La decisión de esta semana, fruto de la presión de organizaciones en defensa de los derechos civiles y de diversos líderes y congregaciones religiosas, con el papa Francisco a la cabeza, señala también la evolución con respecto a la pena capital de Biden, que en enero pone fin a más de medio siglo de carrera política en Washington. Durante una buena parte de su trayectoria, fue un acérrimo “defensor de la pena de muerte”, y firmó una ley que aumentaba los supuestos a los que aplicarla. En un vídeo de 1994 que ha resurgido estos días, se lo puede ver en el Senado definirse como tal y defender con una energía de otra época la mano dura contra el crimen. En 2020, hizo campaña con la promesa de acabar con la pena capital durante su presidencia. No la cumplió, pero sí ordenó al Departamento de Justicia una moratoria en las ejecuciones en el ámbito federal.

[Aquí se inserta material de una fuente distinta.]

//! Error handling for the CraftCost backend
//!
//! Provides typed failures for the costing engine and consistent JSON error
//! responses at the HTTP boundary.

use axum::{
    http::StatusCode,
    response::{IntoResponse, Response},
    Json,
};
use serde::Serialize;
use thiserror::Error;

/// Application error types
#[derive(Error, Debug)]
pub enum AppError {
    // Validation errors
    #[error("Validation error: {message}")]
    Validation { field: String, message: String },

    /// Zero quantity adjustment, or zero/negative quantity produced at
    /// completion
    #[error("Invalid quantity: {0}")]
    InvalidQuantity(String),

    #[error("Resource not found: {0}")]
    NotFound(String),

    /// The id exists but belongs to a different organization. Surfaced to
    /// HTTP clients as 404 so row existence never leaks across tenants.
    #[error("Resource belongs to a different organization: {0}")]
    CrossTenant(String),

    #[error("Duplicate lot number: {0}")]
    DuplicateLot(String),

    /// Caller lacks the capability for this operation
    #[error("Forbidden: {0}")]
    Forbidden(String),

    // State machine errors
    #[error("Invalid state transition: {0}")]
    InvalidTransition(String),

    #[error("Stage order violation: {0}")]
    StageOrderViolation(String),

    // Database errors
    #[error("Database error: {0}")]
    DatabaseError(#[from] sqlx::Error),

    // Internal errors
    #[error("Internal server error: {0}")]
    Internal(String),

    #[error("Internal server error")]
    InternalError(#[from] anyhow::Error),
}

/// Error response structure
#[derive(Serialize)]
pub struct ErrorResponse {
    pub error: ErrorDetail,
}

#[derive(Serialize)]
pub struct ErrorDetail {
    pub code: String,
    pub message: String,
    #[serde(skip_serializing_if = "Option::is_none")]
    pub field: Option<String>,
}

impl IntoResponse for AppError {
    fn into_response(self) -> Response {
        let (status, error_detail) = match &self {
            AppError::Validation { field, message } => (
                StatusCode::BAD_REQUEST,
                ErrorDetail {
                    code: "VALIDATION_ERROR".to_string(),
                    message: message.clone(),
                    field: Some(field.clone()),
                },
            ),
            AppError::InvalidQuantity(msg) => (
                StatusCode::BAD_REQUEST,
                ErrorDetail {
                    code: "INVALID_QUANTITY".to_string(),
                    message: msg.clone(),
                    field: None,
                },
            ),
            AppError::NotFound(resource) => (
                StatusCode::NOT_FOUND,
                ErrorDetail {
                    code: "NOT_FOUND".to_string(),
                    message: format!("{} not found", resource),
                    field: None,
                },
            ),
            AppError::CrossTenant(resource) => (
                // Indistinguishable from NOT_FOUND on the wire
                StatusCode::NOT_FOUND,
                ErrorDetail {
                    code: "NOT_FOUND".to_string(),
                    message: format!("{} not found", resource),
                    field: None,
                },
            ),
            AppError::DuplicateLot(lot_number) => (
                StatusCode::CONFLICT,
                ErrorDetail {
                    code: "DUPLICATE_LOT".to_string(),
                    message: format!("A lot with number {} already exists for this material", lot_number),
                    field: Some("lot_number".to_string()),
                },
            ),
            AppError::Forbidden(msg) => (
                StatusCode::FORBIDDEN,
                ErrorDetail {
                    code: "FORBIDDEN".to_string(),
                    message: msg.clone(),
                    field: None,
                },
            ),
            AppError::InvalidTransition(msg) => (
                StatusCode::UNPROCESSABLE_ENTITY,
                ErrorDetail {
                    code: "INVALID_TRANSITION".to_string(),
                    message: msg.clone(),
                    field: None,
                },
            ),
            AppError::StageOrderViolation(msg) => (
                StatusCode::UNPROCESSABLE_ENTITY,
                ErrorDetail {
                    code: "STAGE_ORDER_VIOLATION".to_string(),
                    message: msg.clone(),
                    field: None,
                },
            ),
            AppError::DatabaseError(_) => (
                StatusCode::INTERNAL_SERVER_ERROR,
                ErrorDetail {
                    code: "DATABASE_ERROR".to_string(),
                    message: "A database error occurred".to_string(),
                    field: None,
                },
            ),
            AppError::Internal(msg) => (
                StatusCode::INTERNAL_SERVER_ERROR,
                ErrorDetail {
                    code: "INTERNAL_ERROR".to_string(),
                    message: msg.clone(),
                    field: None,
                },
            ),
            AppError::InternalError(_) => (
                StatusCode::INTERNAL_SERVER_ERROR,
                ErrorDetail {
                    code: "INTERNAL_ERROR".to_string(),
                    message: "An internal server error occurred".to_string(),
                    field: None,
                },
            ),
        };

        // Log the error for debugging
        tracing::error!("Error: {:?}", self);

        (status, Json(ErrorResponse { error: error_detail })).into_response()
    }
}

/// Result type alias for handlers
pub type AppResult<T> = Result<T, AppError>;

En 2024, los Estados ejecutaron a 25 presos, uno más que en 2023. Se trata del décimo año consecutivo en el que el número baja de los 30, y son cifras que están muy lejos de la época dorada de la pena capital en Estados Unidos, que coincidieron con el cambio de siglo: el récord se batió en 1999, con 98 ejecuciones. Bonowitz señala, sin embargo, una tendencia “preocupante”: “Hemos visto Estados que han reanudado la práctica con prisioneros que agotaron todas sus apelaciones”. Es el caso de Indiana, que mató este mes por primera vez en 15 años. También se han ensayado nuevos métodos, como la asfixia por nitrógeno, un invento de Alabama, y se han resucitado otros, como el pelotón de fusilamiento, para sortear las dificultades de las autoridades para aprovisionarse de los fármacos necesarios para la inyección letal. La silla eléctrica, cuya popularidad decayó en los noventa por motivos humanitarios, sigue siendo una opción en siete Estados.
“Aún queda mucho por hacer, incluso cuando la opinión pública sobre este tema está en su punto más bajo”, advierte Bonowitz. Según la encuestadora Gallup, el apoyo a la pena capital es, con un 53%, el más bajo en cinco décadas. Ese reparto proporcional se invierte entre los ciudadanos entre 18 y 43 años, franja en la que más de la mitad se opone a ella. El apoyo a la pena de muerte alcanzó su tope en 1994, cuando el 80% de los estadounidenses se expresaban a favor de su aplicación.